The UK government is to sell the 500-year-old Royal Mail. Veteran dealmaker James Leigh-Pemberton is to take on the helm of UK Financial Investments with its holding in Lloyds in his sights.

Will the sale of Royal Mail come with a “Busby” or “Tell Sid” campaign familiar to those who lived through the BT and British Gas privatisations of 1984 and 1986 respectively? Both events took place during a well-entrenched equity bull market.

The Royal Mail sale comes four years into a bull market which began in early 2009 and has made progress ever since, notwithstanding repetitive summer-time blues. The MSCI World Index has delivered a total return of +16% per annum in sterling terms in the period from March 2009 to August 2013.

We have postulated that the stop-start nature of recovery since 2008 has held animal spirits in the corporate world at bay. Certainly, data from Mergermarket shows that while the equity markets have regained their highs, the value of M&A remains depressed in comparison.

This summer has been marked by an absence of crisis news-flow and a continuation of a strong bull-market in equities. We have also witnessed the announcement of the sale of Vodafone’s stake in Verizon Wireless to Verizon Communications for US$130bn. This is a deal that for a long time has been placed in the “too difficult” box. It is also a deal which results in Verizon making a record-setting US$49bn bond issue to fund the purchase. While Vodafone will return cash to shareholders, it also intends to go on an acquisition spree in Europe in addition to the current purchase of Kabel Deutschland.

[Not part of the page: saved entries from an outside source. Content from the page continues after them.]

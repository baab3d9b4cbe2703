//! Per-member metadata and its positional aggregation.
//!
//! Each member dataset reports a flat mapping of scalar descriptive fields
//! (time, redshift, box size, code name, ...). A series aggregates those
//! mappings by member position; the aggregate is what the metadata cache
//! persists and what nearest-match selection searches.

use std::collections::BTreeMap;
use std::fmt;

use serde::{Deserialize, Serialize};

/// A scalar metadata value.
///
/// Integers and floats are *numeric* and take part in nearest-match
/// selection; strings and booleans are *categorical* and must match exactly.
#[derive(Debug, Clone, PartialEq, Serialize, Deserialize)]
#[serde(untagged)]
pub enum MetadataValue {
    Bool(bool),
    Integer(i64),
    Float(f64),
    Text(String),
}

impl MetadataValue {
    /// Whether this value takes part in numeric nearest-match selection.
    pub fn is_numeric(&self) -> bool {
        matches!(self, MetadataValue::Integer(_) | MetadataValue::Float(_))
    }

    /// Numeric view of the value, if it is numeric.
    pub fn as_f64(&self) -> Option<f64> {
        match self {
            MetadataValue::Integer(v) => Some(*v as f64),
            MetadataValue::Float(v) => Some(*v),
            _ => None,
        }
    }

    /// String view of the value, if it is text.
    pub fn as_str(&self) -> Option<&str> {
        match self {
            MetadataValue::Text(s) => Some(s),
            _ => None,
        }
    }
}

impl fmt::Display for MetadataValue {
    fn fmt(&self, f: &mut fmt::Formatter<'_>) -> fmt::Result {
        match self {
            MetadataValue::Bool(v) => write!(f, "{}", v),
            MetadataValue::Integer(v) => write!(f, "{}", v),
            MetadataValue::Float(v) => write!(f, "{}", v),
            MetadataValue::Text(v) => write!(f, "{}", v),
        }
    }
}

impl From<f64> for MetadataValue {
    fn from(v: f64) -> Self {
        MetadataValue::Float(v)
    }
}

impl From<i64> for MetadataValue {
    fn from(v: i64) -> Self {
        MetadataValue::Integer(v)
    }
}

impl From<i32> for MetadataValue {
    fn from(v: i32) -> Self {
        MetadataValue::Integer(v as i64)
    }
}

impl From<bool> for MetadataValue {
    fn from(v: bool) -> Self {
        MetadataValue::Bool(v)
    }
}

impl From<&str> for MetadataValue {
    fn from(v: &str) -> Self {
        MetadataValue::Text(v.to_string())
    }
}

impl From<String> for MetadataValue {
    fn from(v: String) -> Self {
        MetadataValue::Text(v)
    }
}

/// Metadata of a single member: field name to scalar.
pub type MemberMetadata = BTreeMap<String, MetadataValue>;

/// Aggregated metadata of a series, keyed by member position.
///
/// Keys are always exactly `0..len()`. Serialized as a JSON object keyed by
/// the stringified position.
#[derive(Debug, Clone, Default, PartialEq, Serialize, Deserialize)]
#[serde(transparent)]
pub struct SeriesMetadata {
    entries: BTreeMap<usize, MemberMetadata>,
}

impl SeriesMetadata {
    /// Build from per-member entries in member order.
    pub fn from_members(members: impl IntoIterator<Item = MemberMetadata>) -> Self {
        Self {
            entries: members.into_iter().enumerate().collect(),
        }
    }

    /// Build from an explicitly keyed map.
    ///
    /// Returns `None` unless the keys are exactly `0..N-1`.
    pub fn from_entries(entries: BTreeMap<usize, MemberMetadata>) -> Option<Self> {
        let metadata = Self { entries };
        metadata.is_contiguous().then_some(metadata)
    }

    /// Whether the positional keys are exactly `0..len()`.
    pub fn is_contiguous(&self) -> bool {
        self.entries.keys().enumerate().all(|(i, k)| i == *k)
    }

    /// Number of members described.
    pub fn len(&self) -> usize {
        self.entries.len()
    }

    /// Whether no members are described.
    pub fn is_empty(&self) -> bool {
        self.entries.is_empty()
    }

    /// Metadata of the member at `index`.
    pub fn get(&self, index: usize) -> Option<&MemberMetadata> {
        self.entries.get(&index)
    }

    /// Iterate `(position, metadata)` in member order.
    pub fn iter(&self) -> impl Iterator<Item = (usize, &MemberMetadata)> {
        self.entries.iter().map(|(k, v)| (*k, v))
    }

    /// Values of `field` across all members, `None` where a member lacks it.
    pub fn field_values(&self, field: &str) -> Vec<Option<&MetadataValue>> {
        self.entries.values().map(|m| m.get(field)).collect()
    }

    /// Sorted union of field names present on any member.
    pub fn field_names(&self) -> Vec<&str> {
        let mut names: Vec<&str> = self
            .entries
            .values()
            .flat_map(|m| m.keys().map(String::as_str))
            .collect();
        names.sort_unstable();
        names.dedup();
        names
    }
}

#[cfg(test)]
mod tests {
    use super::*;

    fn member(pairs: &[(&str, MetadataValue)]) -> MemberMetadata {
        pairs
            .iter()
            .map(|(k, v)| (k.to_string(), v.clone()))
            .collect()
    }

    #[test]
    fn test_from_members_assigns_positions() {
        let md = SeriesMetadata::from_members(vec![
            member(&[("redshift", 2.0_f64.into())]),
            member(&[("redshift", 1.0_f64.into())]),
        ]);

        assert_eq!(md.len(), 2);
        assert!(md.is_contiguous());
        assert_eq!(md.get(1).unwrap()["redshift"], MetadataValue::Float(1.0));
    }

    #[test]
    fn test_from_entries_rejects_gaps() {
        let mut entries = BTreeMap::new();
        entries.insert(0, MemberMetadata::new());
        entries.insert(2, MemberMetadata::new());

        assert!(SeriesMetadata::from_entries(entries).is_none());
    }

    #[test]
    fn test_json_keys_are_stringified_positions() {
        let md = SeriesMetadata::from_members(vec![
            member(&[("time", 0.25_f64.into()), ("code", "arepo".into())]),
            member(&[("snapnum", 7_i64.into()), ("cosmological", true.into())]),
        ]);

        let json = serde_json::to_string(&md).unwrap();
        assert!(json.starts_with("{\"0\":"));
        assert!(json.contains("\"1\":"));

        let back: SeriesMetadata = serde_json::from_str(&json).unwrap();
        assert_eq!(back, md);
        assert_eq!(back.get(1).unwrap()["snapnum"], MetadataValue::Integer(7));
        assert_eq!(back.get(0).unwrap()["time"], MetadataValue::Float(0.25));
    }

    #[test]
    fn test_untagged_float_with_integral_value_stays_float() {
        let value: MetadataValue = serde_json::from_str("1.0").unwrap();
        assert_eq!(value, MetadataValue::Float(1.0));

        let value: MetadataValue = serde_json::from_str("1").unwrap();
        assert_eq!(value, MetadataValue::Integer(1));
    }

    #[test]
    fn test_numeric_classification() {
        assert!(MetadataValue::from(3_i64).is_numeric());
        assert!(MetadataValue::from(0.5_f64).is_numeric());
        assert!(!MetadataValue::from("z").is_numeric());
        assert!(!MetadataValue::from(false).is_numeric());
        assert_eq!(MetadataValue::from(3_i64).as_f64(), Some(3.0));
        assert_eq!(MetadataValue::from("z").as_str(), Some("z"));
    }

    #[test]
    fn test_field_names_union() {
        let md = SeriesMetadata::from_members(vec![
            member(&[("a", 1_i64.into())]),
            member(&[("b", 1_i64.into()), ("a", 2_i64.into())]),
        ]);

        assert_eq!(md.field_names(), vec!["a", "b"]);
        assert_eq!(md.field_values("b"), vec![None, Some(&MetadataValue::Integer(1))]);
    }
}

Closer to home, construction firm Kier Group has bought May Gurney – the guardian of much of our motorway network. Meanwhile a small Midlands industrial property investor with a 23 year record of dividend increases has made a couple of purchases after 4 years of inactivity.

The first signs of mega-deals and anecdotal activity of rising corporate activity suggests that multi-strategy managers should be revising prospects for Event Driven managers.